[FOM] What is a proof?
williamtait@mac.com
williamtait at mac.com
Tue Oct 28 09:14:48 EST 2003
On Oct 26, 2003, at 5:19 PM, John T. Baldwin wrote:
> Position A. A proof is a means of establishing the truth of a
> proposition.
I would argue for ``the means'' in place of ``a means''.
> Position B. A proof is an explanation of why a proposition is true.
> ..............
> Standard Definition. 1. A proof is a sequence of propositions each of
> which is either an axiom or follows from those earlier in the list by
> a rule of inference.
> ............
> From the standpoint of Position B, the defect of Definition 1, is that
> there is no criteria of relevance of the steps of the proof to the
> result. If we interpolate a sequence of tautologies in a proof (maybe
> many times the length of the original proof) it is still a proof by
> the (inadequate) definition 1).
There is a notion of equality of proofs (obtained by translating the
proofs into natural deduction). Each equality class contains a unique
proof in normal form, effectively determined from any member of the
class.
The redundancies that you mention do not occur in normal proofs.

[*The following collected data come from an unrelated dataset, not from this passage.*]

//! FM transmitter records, database ingestion, and the prepared table.
//!
//! The database is a directory of CSV files, one per country, named after the
//! country (`Germany.csv`, `South_Africa.csv`, ...). Each file carries at
//! least these columns:
//!
//! | column                 | unit                          |
//! |------------------------|-------------------------------|
//! | `Latitude in degrees`  | degrees, -90 (S) to 90 (N)    |
//! | `Longitude in degrees` | degrees, 0 to 360 eastwards   |
//! | `Frequency(MHz)`       | MHz                           |
//! | `EIRP`                 | watts                         |
//!
//! Other columns are ignored. Rows without a latitude are dropped, any other
//! missing or unphysical value is an error.

use crate::error::{Error, Result};
use crate::frequency::FrequencyAxis;
use crate::healpix::Tessellation;
use geo::Point;
use serde::Deserialize;
use std::fs::{self, File};
use std::io;
use std::path::{Path, PathBuf};
use std::str::FromStr;
use tracing::{debug, info};

/// One FM transmitter.
#[derive(Clone, Copy, Debug, PartialEq)]
pub struct Transmitter {
    /// Where it is: x is longitude, y is latitude, both in degrees.
    pub position: Point<f64>,

    /// Carrier frequency (MHz).
    pub frequency_mhz: f64,

    /// Effective isotropic radiated power (W).
    pub eirp_w: f64,
}

impl Transmitter {
    pub fn new(latitude: f64, longitude: f64, frequency_mhz: f64, eirp_w: f64) -> Result<Self> {
        if !(-90.0..=90.0).contains(&latitude) {
            return Err(Error::InvalidInput(format!(
                "latitude {} is outside -90..90",
                latitude
            )));
        }

        if !longitude.is_finite() {
            return Err(Error::InvalidInput(format!("longitude {} is not finite", longitude)));
        }

        if !(frequency_mhz > 0.0) || !frequency_mhz.is_finite() {
            return Err(Error::InvalidInput(format!(
                "frequency must be positive, got {} MHz",
                frequency_mhz
            )));
        }

        if !(eirp_w > 0.0) || !eirp_w.is_finite() {
            return Err(Error::InvalidInput(format!(
                "EIRP must be positive, got {} W",
                eirp_w
            )));
        }

        Ok(Self {
            position: Point::new(longitude, latitude),
            frequency_mhz,
            eirp_w,
        })
    }

    pub fn latitude(&self) -> f64 {
        self.position.y()
    }

    pub fn longitude(&self) -> f64 {
        self.position.x()
    }
}

#[derive(Debug, Deserialize)]
struct Row {
    #[serde(rename = "Latitude in degrees")]
    latitude: Option<f64>,

    #[serde(rename = "Longitude in degrees")]
    longitude: Option<f64>,

    #[serde(rename = "Frequency(MHz)")]
    frequency: Option<f64>,

    #[serde(rename = "EIRP")]
    eirp: Option<f64>,
}

/// Reads transmitters from CSV text with the database columns.
pub fn read_csv<R: io::Read>(reader: R) -> Result<Vec<Transmitter>> {
    let mut csv = csv::ReaderBuilder::new()
        .trim(csv::Trim::All)
        .from_reader(reader);

    let mut records = Vec::new();
    let mut dropped = 0;
    for (i, row) in csv.deserialize::<Row>().enumerate() {
        let row = row?;
        let line = i + 2; // header is line 1

        let latitude = match row.latitude {
            Some(lat) if !lat.is_nan() => lat,
            _ => {
                dropped += 1;
                continue;
            }
        };

        let field = |value: Option<f64>, name: &str| {
            value.ok_or_else(|| Error::InvalidInput(format!("line {}: missing {}", line, name)))
        };

        let tx = Transmitter::new(
            latitude,
            field(row.longitude, "longitude")?,
            field(row.frequency, "frequency")?,
            field(row.eirp, "EIRP")?,
        )
        .map_err(|err| Error::InvalidInput(format!("line {}: {}", line, err)))?;
        records.push(tx);
    }

    debug!(kept = records.len(), dropped, "read transmitter rows");
    Ok(records)
}

/// Reads one CSV file of transmitters.
pub fn read_csv_file(path: &Path) -> Result<Vec<Transmitter>> {
    read_csv(File::open(path)?)
}

/// Which countries of a database to load.
#[derive(Clone, Debug, PartialEq)]
pub enum CountrySelection {
    All,
    Named(Vec<String>),
}

impl FromStr for CountrySelection {
    type Err = Error;

    /// `all` (any case) or a comma-separated list of country names.
    fn from_str(s: &str) -> Result<Self> {
        if s.trim().eq_ignore_ascii_case("all") {
            return Ok(CountrySelection::All);
        }

        let names: Vec<String> = s
            .split(',')
            .map(str::trim)
            .filter(|n| !n.is_empty())
            .map(String::from)
            .collect();

        if names.is_empty() {
            return Err(Error::InvalidInput("no country selected".into()));
        }

        Ok(CountrySelection::Named(names))
    }
}

/// A directory of per-country transmitter files.
#[derive(Clone, Debug)]
pub struct Database {
    dir: PathBuf,
}

impl Database {
    pub fn open(dir: impl Into<PathBuf>) -> Result<Self> {
        let dir = dir.into();
        if !dir.is_dir() {
            return Err(Error::InvalidInput(format!(
                "transmitter database {} is not a directory",
                dir.display()
            )));
        }

        Ok(Self { dir })
    }

    /// Country names available, sorted.
    pub fn countries(&self) -> Result<Vec<String>> {
        let mut names = Vec::new();
        for entry in fs::read_dir(&self.dir)? {
            let path = entry?.path();
            if path.extension().map_or(false, |e| e == "csv") {
                if let Some(stem) = path.file_stem().and_then(|s| s.to_str()) {
                    names.push(stem.to_string());
                }
            }
        }

        names.sort();
        Ok(names)
    }

    /// Concatenates the selected countries' tables, in selection order.
    ///
    /// `All` loads every country in sorted name order.
    pub fn load(&self, selection: &CountrySelection) -> Result<Vec<Transmitter>> {
        let names = match selection {
            CountrySelection::All => self.countries()?,
            CountrySelection::Named(names) => names.clone(),
        };

        let mut records = Vec::new();
        for name in &names {
            let path = self.dir.join(format!("{}.csv", name));
            if !path.is_file() {
                return Err(Error::InvalidInput(format!(
                    "country {:?} is not in the database at {}",
                    name,
                    self.dir.display()
                )));
            }

            let mut rows = read_csv_file(&path)?;
            info!(country = name.as_str(), transmitters = rows.len(), "loaded country");
            records.append(&mut rows);
        }

        Ok(records)
    }
}

/// Transmitters with their tessellation pixel and frequency bin resolved.
///
/// Row order is the order records were given in and is kept throughout.
#[derive(Clone, Debug, PartialEq)]
pub struct TransmitterTable {
    records: Vec<Transmitter>,
    pixels: Vec<usize>,
    bins: Vec<usize>,
}

impl TransmitterTable {
    /// Assigns each record its pixel and its nearest frequency bin.
    pub fn prepare(
        records: Vec<Transmitter>,
        tess: &Tessellation,
        axis: &FrequencyAxis,
    ) -> Result<Self> {
        if records.is_empty() {
            return Err(Error::EmptyTransmitterTable);
        }

        let pixels = records
            .iter()
            .map(|tx| tess.lonlat_to_pixel(tx.longitude(), tx.latitude()))
            .collect();
        let bins: Vec<usize> = records
            .iter()
            .map(|tx| axis.nearest_bin(tx.frequency_mhz))
            .collect();

        let (first, last) = (axis.values()[0], axis.values()[axis.len() - 1]);
        let outside = records
            .iter()
            .filter(|tx| tx.frequency_mhz < first - axis.step() || tx.frequency_mhz > last + axis.step())
            .count();
        if outside > 0 {
            debug!(outside, "transmitters beyond the frequency axis snapped to its edge bins");
        }

        Ok(Self {
            records,
            pixels,
            bins,
        })
    }

    pub fn len(&self) -> usize {
        self.records.len()
    }

    pub fn is_empty(&self) -> bool {
        self.records.is_empty()
    }

    pub fn records(&self) -> &[Transmitter] {
        &self.records
    }

    /// Tessellation pixel of a transmitter.
    pub fn pixel(&self, transmitter: usize) -> usize {
        self.pixels[transmitter]
    }

    /// Frequency-axis bin of a transmitter.
    pub fn bin(&self, transmitter: usize) -> usize {
        self.bins[transmitter]
    }

    pub fn pixels(&self) -> &[usize] {
        &self.pixels
    }
}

Natural deduction proofs do explain truth in one sense: e.g. a proof of
B= forall x F(x) is the construction of a function yielding for each x
a proof of F(x) and a proof of B = exists x F(x) is a pair consisting
of a witness x and a proof of F(x). There is, of course, an exception
(in classical logic): the proof of B may be obtained from a proof of
not not B by double negation elimination. TIn this case the sense in
which the proof gives an explanation of truth is less straightforward.
Yet, there is a psychological notion of `explanation', to which at
least in part John is referring, to which normality is irrelevant.